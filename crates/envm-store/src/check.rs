//! Verification of a stored namespace against the current environment.

use crate::env::Environment;
use crate::types::VariableSet;

/// Outcome for one stored variable.
#[derive(Clone, Debug, PartialEq, Eq)]
pub struct KeyCheck {
    /// Variable name.
    pub key: String,
    /// `true` if the environment holds exactly the stored value.
    pub matched: bool,
}

/// Outcome of checking one namespace.
#[derive(Clone, Debug, PartialEq, Eq)]
pub struct NamespaceCheck {
    /// Namespace that was checked.
    pub name: String,
    /// Per-variable results in key order.
    pub keys: Vec<KeyCheck>,
}

impl NamespaceCheck {
    /// `true` if every stored variable matched.
    pub fn passed(&self) -> bool {
        self.keys.iter().all(|k| k.matched)
    }

    /// Names of the variables that did not match.
    pub fn mismatched(&self) -> impl Iterator<Item = &str> {
        self.keys
            .iter()
            .filter(|k| !k.matched)
            .map(|k| k.key.as_str())
    }
}

/// Compare each stored variable with `env`.
///
/// An unset variable matches only an empty stored value. The stored set is
/// only read.
pub fn check_namespace(name: &str, stored: &VariableSet, env: &dyn Environment) -> NamespaceCheck {
    let keys = stored
        .iter()
        .map(|(key, expected)| KeyCheck {
            key: key.clone(),
            matched: env.value(key).unwrap_or_default() == *expected,
        })
        .collect();
    NamespaceCheck {
        name: name.to_string(),
        keys,
    }
}
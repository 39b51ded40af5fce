use std::path::PathBuf;

use clap::{Args, Parser, Subcommand};

#[derive(Parser)]
#[command(
    name = "envm",
    about = "Save, recall and verify named sets of environment variables",
    version,
)]
pub struct Cli {
    #[command(subcommand)]
    pub command: Command,

    #[arg(short, long, global = true)]
    pub verbose: bool,

    /// Directory holding the store file [default: $ENVM_HOME, then your home directory]
    #[arg(long, global = true, value_name = "DIR")]
    pub home: Option<PathBuf>,

    /// Which invocations the process lock serializes against
    #[arg(long, global = true, value_enum, default_value_t = LockScope::Global)]
    pub lock_scope: LockScope,
}

#[derive(Clone, Copy, Debug, Default, PartialEq, Eq, clap::ValueEnum)]
pub enum LockScope {
    /// One lock in the temp directory shared by every store on the host
    #[default]
    Global,
    /// A lock next to the store file; unrelated stores do not block each other.
    ///
    /// Does not exclude invocations using the global scope. Every invocation
    /// that writes the same store must use the same scope, since they share
    /// one staging file.
    Store,
}

#[derive(Subcommand)]
pub enum Command {
    /// Print the shell function that makes `envm use` export into the current shell
    Init(InitArgs),
    /// List namespaces
    Ls(LsArgs),
    /// Capture environment variables into a new namespace
    New(NewArgs),
    /// Print `export` lines for a namespace (eval'd by the shell function)
    Use(UseArgs),
    /// Show the variables stored in a namespace
    Show(ShowArgs),
    /// Capture environment variables into a namespace, merging with what it holds
    Update(UpdateArgs),
    /// Delete a namespace
    Rm(RmArgs),
    /// Compare stored namespaces with the current environment
    Check(CheckArgs),
}

#[derive(Args)]
pub struct InitArgs {}

#[derive(Args)]
pub struct LsArgs {}

#[derive(Args)]
pub struct NewArgs {
    pub name: String,
    #[arg(required = true, value_name = "VAR")]
    pub vars: Vec<String>,
}

#[derive(Args)]
pub struct UseArgs {
    pub name: String,
}

#[derive(Args)]
pub struct ShowArgs {
    pub name: String,
}

#[derive(Args)]
pub struct UpdateArgs {
    pub name: String,
    #[arg(value_name = "VAR")]
    pub vars: Vec<String>,
}

#[derive(Args)]
pub struct RmArgs {
    pub name: String,
    /// Do not ask for confirmation
    #[arg(short, long)]
    pub yes: bool,
}

#[derive(Args)]
pub struct CheckArgs {
    #[arg(required = true, value_name = "NAME")]
    pub names: Vec<String>,
}

#[cfg(test)]
mod tests {
    use super::*;

    #[test]
    fn parse_init() {
        let cli = Cli::try_parse_from(["envm", "init"]).unwrap();
        assert!(matches!(cli.command, Command::Init(_)));
    }

    #[test]
    fn parse_ls() {
        let cli = Cli::try_parse_from(["envm", "ls"]).unwrap();
        assert!(matches!(cli.command, Command::Ls(_)));
        assert_eq!(cli.lock_scope, LockScope::Global);
        assert!(cli.home.is_none());
    }

    #[test]
    fn parse_new() {
        let cli = Cli::try_parse_from(["envm", "new", "prod", "API_URL", "TOKEN"]).unwrap();
        if let Command::New(args) = cli.command {
            assert_eq!(args.name, "prod");
            assert_eq!(args.vars, vec!["API_URL", "TOKEN"]);
        } else {
            panic!("wrong command");
        }
    }

    #[test]
    fn new_requires_a_variable() {
        assert!(Cli::try_parse_from(["envm", "new", "prod"]).is_err());
        assert!(Cli::try_parse_from(["envm", "new"]).is_err());
    }

    #[test]
    fn parse_use() {
        let cli = Cli::try_parse_from(["envm", "use", "prod"]).unwrap();
        if let Command::Use(args) = cli.command {
            assert_eq!(args.name, "prod");
        } else {
            panic!("wrong command");
        }
    }

    #[test]
    fn use_requires_name() {
        assert!(Cli::try_parse_from(["envm", "use"]).is_err());
    }

    #[test]
    fn parse_update_without_vars() {
        let cli = Cli::try_parse_from(["envm", "update", "prod"]).unwrap();
        if let Command::Update(args) = cli.command {
            assert_eq!(args.name, "prod");
            assert!(args.vars.is_empty());
        } else {
            panic!("wrong command");
        }
    }

    #[test]
    fn parse_rm_yes() {
        let cli = Cli::try_parse_from(["envm", "rm", "-y", "old"]).unwrap();
        if let Command::Rm(args) = cli.command {
            assert!(args.yes);
            assert_eq!(args.name, "old");
        } else {
            panic!("wrong command");
        }
    }

    #[test]
    fn parse_check_many() {
        let cli = Cli::try_parse_from(["envm", "check", "a", "b"]).unwrap();
        if let Command::Check(args) = cli.command {
            assert_eq!(args.names, vec!["a", "b"]);
        } else {
            panic!("wrong command");
        }
    }

    #[test]
    fn check_requires_a_name() {
        assert!(Cli::try_parse_from(["envm", "check"]).is_err());
    }

    #[test]
    fn parse_global_flags() {
        let cli = Cli::try_parse_from([
            "envm", "ls", "--verbose", "--home", "/srv/envm", "--lock-scope", "store",
        ])
        .unwrap();
        assert!(cli.verbose);
        assert_eq!(cli.home, Some(PathBuf::from("/srv/envm")));
        assert_eq!(cli.lock_scope, LockScope::Store);
    }
}
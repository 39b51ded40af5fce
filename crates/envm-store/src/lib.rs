//! Persistent namespace store for envm.
//!
//! A store maps user-chosen namespace names to snapshots of environment
//! variables. The whole mapping lives in a single YAML document
//! (`<base>/.envm.yml`) that is rewritten atomically on every mutation.
//!
//! # Backends
//!
//! All backends implement the [`NamespaceStore`] trait:
//!
//! - [`FileStore`] -- the YAML file with write-to-staging-then-rename saves
//! - [`InMemoryNamespaceStore`] -- `BTreeMap`-based store for tests and embedding
//!
//! # Modules
//!
//! - [`error`] — Error types for store operations
//! - [`types`] — [`VariableSet`], [`StoreData`] and the merge helper
//! - [`traits`] — The [`NamespaceStore`] trait
//! - [`file`] — The file-backed [`FileStore`]
//! - [`memory`] — The in-memory [`InMemoryNamespaceStore`]
//! - [`env`] — The [`Environment`] accessor and variable capture
//! - [`format`] — `export` script rendering
//! - [`check`] — Verification of stored values against an environment
//!
//! # Design Rules
//!
//! 1. The on-disk file is always fully parseable: saves go to a staging file
//!    in the same directory and are renamed over the target.
//! 2. A missing store file is an empty store for reads.
//! 3. The store never takes the process lock; callers do.
//! 4. Merges are flat and right-biased. There is no nested structure.

pub mod check;
pub mod env;
pub mod error;
pub mod file;
pub mod format;
pub mod memory;
pub mod traits;
pub mod types;

pub use check::{check_namespace, KeyCheck, NamespaceCheck};
pub use env::{capture, Environment, ProcessEnvironment, HOME_ENV_VAR};
pub use error::{StoreError, StoreResult};
pub use file::{resolve_store_path, FileStore, STAGING_SUFFIX, STORE_FILE_NAME};
pub use format::{export_line, export_script};
pub use memory::InMemoryNamespaceStore;
pub use traits::NamespaceStore;
pub use types::{merge_variables, StoreData, VariableSet};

-------------------------

▶ [Description of the task] For this exercise, copy every line of the data that holds "filename".

▶ [Task answer]
filename crates/envm-store/src/check.rs
filename crates/envm-store/src/lib.rs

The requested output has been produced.